Repository of phylogenetic data

TreeBASE was a repository of phylogenetic data published in scientific journals. In phylogenetic studies, research data are collected or generated, such as comparative observations (e.g. character state matrices or multiple sequence alignments) made on a set of taxa, metadata about these taxa, and the phylogenetic trees that are inferred to best describe the evolutionary relationships between the taxa.

== Mission ==

The purpose of the TreeBASE project was to provide stable records and identifiers for these data, so that other workers can refer to their deposited data in their publication, and other scientists can locate the data and use them to verify the original research or to include or extend them in further analyses.

== History and funding ==

The project was started in 1994, with funding from the US National Science Foundation. After this prototype, a redesign was initiated under the CIPRES project.
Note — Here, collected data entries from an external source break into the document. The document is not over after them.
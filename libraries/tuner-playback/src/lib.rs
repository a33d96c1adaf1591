//! Tuner - Playback Engine
//!
//! Platform-agnostic playback queue and shuffle/repeat engine for Tuner.
//!
//! This crate provides:
//! - An ordered track queue with ambient vs. explicit modes
//! - A now-playing cursor that stays consistent through every mutation
//! - An independent shuffle permutation with re-pinning on queue changes
//! - Repeat modes (Off, All, One)
//! - Volume control with mute
//! - Typed notifications for UI attachments
//! - Preference persistence (volume, shuffle, repeat)
//!
//! # Architecture
//!
//! `tuner-playback` is completely platform-agnostic: audio output lives
//! behind the [`MediaPlayer`] trait and durable preferences behind
//! [`PreferenceStore`]. The engine decides *what* should be loaded and
//! *when* to advance; it never touches audio data. A [`PlayerSession`]
//! holds the one coordinator for the whole browsing session so queue state
//! survives UI teardown and rebuild.
//!
//! Every control is total: malformed input (empty queue, out-of-range
//! index, removing the playing track) degrades to a no-op, never an error.
//!
//! # Example
//!
//! ```rust
//! use tuner_playback::{MediaPlayer, MemoryPreferences, PlayerSession, Track};
//! use std::time::Duration;
//!
//! // Platform media element (a real one wraps an <audio> element)
//! struct SilentPlayer;
//!
//! impl MediaPlayer for SilentPlayer {
//!     fn load(&mut self, _url: &str) {}
//!     fn play(&mut self) {}
//!     fn pause(&mut self) {}
//!     fn seek(&mut self, _position: Duration) {}
//!     fn set_volume(&mut self, _ratio: f32) {}
//!     fn set_muted(&mut self, _muted: bool) {}
//!     fn position(&self) -> Duration { Duration::ZERO }
//!     fn duration(&self) -> Option<Duration> { None }
//!     fn is_paused(&self) -> bool { true }
//! }
//!
//! let session = PlayerSession::new(
//!     Box::new(SilentPlayer),
//!     Box::new(MemoryPreferences::new()),
//! );
//!
//! session.play_next(vec![
//!     Track::new("1", "First", "Artist", "/stream/1", "/art/1"),
//!     Track::new("2", "Second", "Artist", "/stream/2", "/art/2"),
//! ]);
//!
//! // The media element ends the first track; the engine advances
//! session.on_ended();
//! assert_eq!(session.current_track().unwrap().id, "2");
//!
//! // Hand the drained events to whatever UI is currently attached
//! for event in session.drain_events() {
//!     println!("{event:?}");
//! }
//! ```

mod coordinator;
mod error;
mod events;
mod player;
mod queue;
mod session;
mod settings;
pub mod shuffle;
pub mod types;
mod volume;

// Public exports
pub use coordinator::{PlaybackCoordinator, StallPolicy};
pub use error::{PreferenceError, Result};
pub use events::PlayerEvent;
pub use player::MediaPlayer;
pub use queue::{MediaDirective, QueueStore};
pub use session::PlayerSession;
pub use settings::{
    load_config, MemoryPreferences, PreferenceStore, PREF_REPEAT, PREF_SHUFFLE, PREF_VOLUME,
};
pub use types::{PlaybackConfig, RepeatMode, Track};
pub use volume::Volume;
This new version was released in March 2010 and has been supported by, among others, the pPOD project, which funded the addition of a RESTful web service interface with CQL search facilities, and National Evolutionary Synthesis Center (NESCent), which hosted the database and web server.

Starting in Winter 2010, TreeBASE was reorganized and became associated with the Phyloinformatics Research Foundation

In 2022, TreeBASE was taken offline due to security issues which were unable to be fixed with project resources; the future of the database is uncertain.